### PROBLEM
Output the records again verbatim.

_ _ _ _ _ _ _

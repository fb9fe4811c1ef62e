// Config loading and validation tests (server and agent)

use std::time::Duration;
use vstats::config::{AgentConfig, AppConfig};
use vstats::models::ProbeKind;

const VALID_CONFIG: &str = r#"
[server]
port = 8081
host = "0.0.0.0"

[database]
path = "data/vstats.db"
max_pool_size = 10

[publishing]
broadcast_capacity = 60

[probe]
ping_targets = [{ name = "gateway", host = "192.0.2.1" }]

[[agents]]
server_id = "web-1"
token = "s3cret"

[[agents]]
server_id = "db-1"
token = "t0ken"
ping_targets = [{ name = "api", host = "api.example.com", type = "tcp", port = 443 }]
"#;

const VALID_AGENT_CONFIG: &str = r#"
[agent]
server_url = "ws://127.0.0.1:8081/ws/agent"
server_id = "web-1"
token = "s3cret"

[probe]
targets = [{ name = "dns", host = "1.1.1.1" }]
"#;

#[test]
fn test_config_loads_from_str() {
    let config = AppConfig::load_from_str(VALID_CONFIG).expect("load_from_str");
    assert_eq!(config.server.port, 8081);
    assert_eq!(config.server.host, "0.0.0.0");
    assert_eq!(config.database.path, "data/vstats.db");
    assert_eq!(config.publishing.broadcast_capacity, 60);
    assert_eq!(config.agents.len(), 2);
    assert_eq!(config.agents[1].ping_targets[0].kind, ProbeKind::Tcp);
    assert_eq!(config.agents[1].ping_targets[0].tcp_port(), 443);
}

#[test]
fn test_config_defaults_when_omitted() {
    let config = AppConfig::load_from_str(VALID_CONFIG).expect("valid");
    assert_eq!(config.server.stats_log_interval_secs, 60);
    assert_eq!(config.ingest.auth_timeout_secs, 10);
    assert_eq!(config.ingest.keepalive_interval_secs, 30);
    assert_eq!(config.ingest.max_clock_skew_secs, 300);
    assert_eq!(config.retention.prune_interval_secs, 600);
    assert!(config.retention.vacuum_schedule.is_none());
}

#[test]
fn test_config_validation_rejects_invalid_port() {
    let bad = VALID_CONFIG.replace("port = 8081", "port = 0");
    let err = AppConfig::load_from_str(&bad).unwrap_err();
    assert!(err.to_string().contains("server.port"));
}

#[test]
fn test_config_validation_rejects_empty_db_path() {
    let bad = VALID_CONFIG.replace("path = \"data/vstats.db\"", "path = \"\"");
    let err = AppConfig::load_from_str(&bad).unwrap_err();
    assert!(err.to_string().contains("database.path"));
}

#[test]
fn test_config_validation_rejects_max_pool_size_zero() {
    let bad = VALID_CONFIG.replace("max_pool_size = 10", "max_pool_size = 0");
    let err = AppConfig::load_from_str(&bad).unwrap_err();
    assert!(err.to_string().contains("max_pool_size"));
}

#[test]
fn test_config_validation_rejects_broadcast_capacity_zero() {
    let bad = VALID_CONFIG.replace("broadcast_capacity = 60", "broadcast_capacity = 0");
    let err = AppConfig::load_from_str(&bad).unwrap_err();
    assert!(err.to_string().contains("broadcast_capacity"));
}

#[test]
fn test_config_validation_rejects_duplicate_agents() {
    let bad = VALID_CONFIG.replace("server_id = \"db-1\"", "server_id = \"web-1\"");
    let err = AppConfig::load_from_str(&bad).unwrap_err();
    assert!(err.to_string().contains("listed twice"));
}

#[test]
fn test_config_validation_rejects_empty_agent_token() {
    let bad = VALID_CONFIG.replace("token = \"t0ken\"", "token = \"\"");
    let err = AppConfig::load_from_str(&bad).unwrap_err();
    assert!(err.to_string().contains("agents[1].token"));
}

#[test]
fn test_config_validation_rejects_blank_target_host() {
    let bad = VALID_CONFIG.replace("host = \"192.0.2.1\"", "host = \" \"");
    let err = AppConfig::load_from_str(&bad).unwrap_err();
    assert!(err.to_string().contains("probe.ping_targets[0].host"));
}

#[test]
fn test_config_validation_rejects_keepalive_timeout_below_interval() {
    let bad = format!("{VALID_CONFIG}\n[ingest]\nkeepalive_interval_secs = 30\nkeepalive_timeout_secs = 20\n");
    let err = AppConfig::load_from_str(&bad).unwrap_err();
    assert!(err.to_string().contains("keepalive_timeout_secs"));
}

#[test]
fn test_config_validation_rejects_invalid_toml() {
    let err = AppConfig::load_from_str("not valid toml [[[").unwrap_err();
    assert!(!err.to_string().is_empty());
}

#[test]
fn test_config_load_from_file_via_env() {
    let dir = tempfile::TempDir::new().unwrap();
    let path = dir.path().join("config.toml");
    std::fs::write(&path, VALID_CONFIG).unwrap();
    unsafe { std::env::set_var("CONFIG_FILE", path.to_str().unwrap()) };
    let result = AppConfig::load();
    unsafe { std::env::remove_var("CONFIG_FILE") };
    let config = result.expect("load from CONFIG_FILE");
    assert_eq!(config.server.port, 8081);
    assert_eq!(config.database.path, "data/vstats.db");
}

#[test]
fn test_agent_config_defaults() {
    let config = AgentConfig::load_from_str(VALID_AGENT_CONFIG).expect("valid");
    assert_eq!(config.sampling.sample_interval_ms, 1000);
    assert_eq!(config.sync.batch_interval_secs, 60);
    assert_eq!(config.sync.max_backoff_secs, 60);
    assert_eq!(config.probe.interval_secs, 10);
    assert_eq!(config.probe.targets.len(), 1);

    let sync = config.sync_config();
    assert_eq!(sync.url, "ws://127.0.0.1:8081/ws/agent");
    assert_eq!(sync.initial_backoff, Duration::from_secs(5));
    assert_eq!(sync.auth_timeout, Duration::from_secs(10));
    assert_eq!(sync.live_interval, Duration::from_millis(1000));
}

#[test]
fn test_agent_config_rejects_http_url() {
    let bad = VALID_AGENT_CONFIG.replace("ws://", "http://");
    let err = AgentConfig::load_from_str(&bad).unwrap_err();
    assert!(err.to_string().contains("agent.server_url"));
}

#[test]
fn test_agent_config_accepts_wss_url() {
    let tls = VALID_AGENT_CONFIG.replace("ws://127.0.0.1:8081", "wss://monitor.example.com");
    let config = AgentConfig::load_from_str(&tls).expect("wss is a supported scheme");
    assert_eq!(config.sync_config().url, "wss://monitor.example.com/ws/agent");
}

#[test]
fn test_agent_config_rejects_max_backoff_below_initial() {
    let bad = format!("{VALID_AGENT_CONFIG}\n[sync]\ninitial_backoff_secs = 30\nmax_backoff_secs = 10\n");
    let err = AgentConfig::load_from_str(&bad).unwrap_err();
    assert!(err.to_string().contains("max_backoff_secs"));
}

#[test]
fn test_agent_config_load_from_file_via_env() {
    let dir = tempfile::TempDir::new().unwrap();
    let path = dir.path().join("agent.toml");
    std::fs::write(&path, VALID_AGENT_CONFIG).unwrap();
    unsafe { std::env::set_var("AGENT_CONFIG_FILE", path.to_str().unwrap()) };
    let result = AgentConfig::load();
    unsafe { std::env::remove_var("AGENT_CONFIG_FILE") };
    assert_eq!(result.expect("load from AGENT_CONFIG_FILE").agent.server_id, "web-1");
}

_ _ _ _ _ _ _

### TASK OUTPUT
repository fb9fe4811c1ef62e
// Config loading and validation tests (server and agent)

use std::time::Duration;
use vstats::config::{AgentConfig, AppConfig};
use vstats::models::ProbeKind;

const VALID_CONFIG: &str = r#"
[server]
port = 8081
host = "0.0.0.0"

[database]
path = "data/vstats.db"
max_pool_size = 10

[publishing]
broadcast_capacity = 60

[probe]
ping_targets = [{ name = "gateway", host = "192.0.2.1" }]

[[agents]]
server_id = "web-1"
token = "s3cret"

[[agents]]
server_id = "db-1"
token = "t0ken"
ping_targets = [{ name = "api", host = "api.example.com", type = "tcp", port = 443 }]
"#;

const VALID_AGENT_CONFIG: &str = r#"
[agent]
server_url = "ws://127.0.0.1:8081/ws/agent"
server_id = "web-1"
token = "s3cret"

[probe]
targets = [{ name = "dns", host = "1.1.1.1" }]
"#;

#[test]
fn test_config_loads_from_str() {
    let config = AppConfig::load_from_str(VALID_CONFIG).expect("load_from_str");
    assert_eq!(config.server.port, 8081);
    assert_eq!(config.server.host, "0.0.0.0");
    assert_eq!(config.database.path, "data/vstats.db");
    assert_eq!(config.publishing.broadcast_capacity, 60);
    assert_eq!(config.agents.len(), 2);
    assert_eq!(config.agents[1].ping_targets[0].kind, ProbeKind::Tcp);
    assert_eq!(config.agents[1].ping_targets[0].tcp_port(), 443);
}

#[test]
fn test_config_defaults_when_omitted() {
    let config = AppConfig::load_from_str(VALID_CONFIG).expect("valid");
    assert_eq!(config.server.stats_log_interval_secs, 60);
    assert_eq!(config.ingest.auth_timeout_secs, 10);
    assert_eq!(config.ingest.keepalive_interval_secs, 30);
    assert_eq!(config.ingest.max_clock_skew_secs, 300);
    assert_eq!(config.retention.prune_interval_secs, 600);
    assert!(config.retention.vacuum_schedule.is_none());
}

#[test]
fn test_config_validation_rejects_invalid_port() {
    let bad = VALID_CONFIG.replace("port = 8081", "port = 0");
    let err = AppConfig::load_from_str(&bad).unwrap_err();
    assert!(err.to_string().contains("server.port"));
}

#[test]
fn test_config_validation_rejects_empty_db_path() {
    let bad = VALID_CONFIG.replace("path = \"data/vstats.db\"", "path = \"\"");
    let err = AppConfig::load_from_str(&bad).unwrap_err();
    assert!(err.to_string().contains("database.path"));
}

#[test]
fn test_config_validation_rejects_max_pool_size_zero() {
    let bad = VALID_CONFIG.replace("max_pool_size = 10", "max_pool_size = 0");
    let err = AppConfig::load_from_str(&bad).unwrap_err();
    assert!(err.to_string().contains("max_pool_size"));
}

#[test]
fn test_config_validation_rejects_broadcast_capacity_zero() {
    let bad = VALID_CONFIG.replace("broadcast_capacity = 60", "broadcast_capacity = 0");
    let err = AppConfig::load_from_str(&bad).unwrap_err();
    assert!(err.to_string().contains("broadcast_capacity"));
}

#[test]
fn test_config_validation_rejects_duplicate_agents() {
    let bad = VALID_CONFIG.replace("server_id = \"db-1\"", "server_id = \"web-1\"");
    let err = AppConfig::load_from_str(&bad).unwrap_err();
    assert!(err.to_string().contains("listed twice"));
}

#[test]
fn test_config_validation_rejects_empty_agent_token() {
    let bad = VALID_CONFIG.replace("token = \"t0ken\"", "token = \"\"");
    let err = AppConfig::load_from_str(&bad).unwrap_err();
    assert!(err.to_string().contains("agents[1].token"));
}

#[test]
fn test_config_validation_rejects_blank_target_host() {
    let bad = VALID_CONFIG.replace("host = \"192.0.2.1\"", "host = \" \"");
    let err = AppConfig::load_from_str(&bad).unwrap_err();
    assert!(err.to_string().contains("probe.ping_targets[0].host"));
}

#[test]
fn test_config_validation_rejects_keepalive_timeout_below_interval() {
    let bad = format!("{VALID_CONFIG}\n[ingest]\nkeepalive_interval_secs = 30\nkeepalive_timeout_secs = 20\n");
    let err = AppConfig::load_from_str(&bad).unwrap_err();
    assert!(err.to_string().contains("keepalive_timeout_secs"));
}

#[test]
fn test_config_validation_rejects_invalid_toml() {
    let err = AppConfig::load_from_str("not valid toml [[[").unwrap_err();
    assert!(!err.to_string().is_empty());
}

#[test]
fn test_config_load_from_file_via_env() {
    let dir = tempfile::TempDir::new().unwrap();
    let path = dir.path().join("config.toml");
    std::fs::write(&path, VALID_CONFIG).unwrap();
    unsafe { std::env::set_var("CONFIG_FILE", path.to_str().unwrap()) };
    let result = AppConfig::load();
    unsafe { std::env::remove_var("CONFIG_FILE") };
    let config = result.expect("load from CONFIG_FILE");
    assert_eq!(config.server.port, 8081);
    assert_eq!(config.database.path, "data/vstats.db");
}

#[test]
fn test_agent_config_defaults() {
    let config = AgentConfig::load_from_str(VALID_AGENT_CONFIG).expect("valid");
    assert_eq!(config.sampling.sample_interval_ms, 1000);
    assert_eq!(config.sync.batch_interval_secs, 60);
    assert_eq!(config.sync.max_backoff_secs, 60);
    assert_eq!(config.probe.interval_secs, 10);
    assert_eq!(config.probe.targets.len(), 1);

    let sync = config.sync_config();
    assert_eq!(sync.url, "ws://127.0.0.1:8081/ws/agent");
    assert_eq!(sync.initial_backoff, Duration::from_secs(5));
    assert_eq!(sync.auth_timeout, Duration::from_secs(10));
    assert_eq!(sync.live_interval, Duration::from_millis(1000));
}

#[test]
fn test_agent_config_rejects_http_url() {
    let bad = VALID_AGENT_CONFIG.replace("ws://", "http://");
    let err = AgentConfig::load_from_str(&bad).unwrap_err();
    assert!(err.to_string().contains("agent.server_url"));
}

#[test]
fn test_agent_config_accepts_wss_url() {
    let tls = VALID_AGENT_CONFIG.replace("ws://127.0.0.1:8081", "wss://monitor.example.com");
    let config = AgentConfig::load_from_str(&tls).expect("wss is a supported scheme");
    assert_eq!(config.sync_config().url, "wss://monitor.example.com/ws/agent");
}

#[test]
fn test_agent_config_rejects_max_backoff_below_initial() {
    let bad = format!("{VALID_AGENT_CONFIG}\n[sync]\ninitial_backoff_secs = 30\nmax_backoff_secs = 10\n");
    let err = AgentConfig::load_from_str(&bad).unwrap_err();
    assert!(err.to_string().contains("max_backoff_secs"));
}

#[test]
fn test_agent_config_load_from_file_via_env() {
    let dir = tempfile::TempDir::new().unwrap();
    let path = dir.path().join("agent.toml");
    std::fs::write(&path, VALID_AGENT_CONFIG).unwrap();
    unsafe { std::env::set_var("AGENT_CONFIG_FILE", path.to_str().unwrap()) };
    let result = AgentConfig::load();
    unsafe { std::env::remove_var("AGENT_CONFIG_FILE") };
    assert_eq!(result.expect("load from AGENT_CONFIG_FILE").agent.server_id, "web-1");
}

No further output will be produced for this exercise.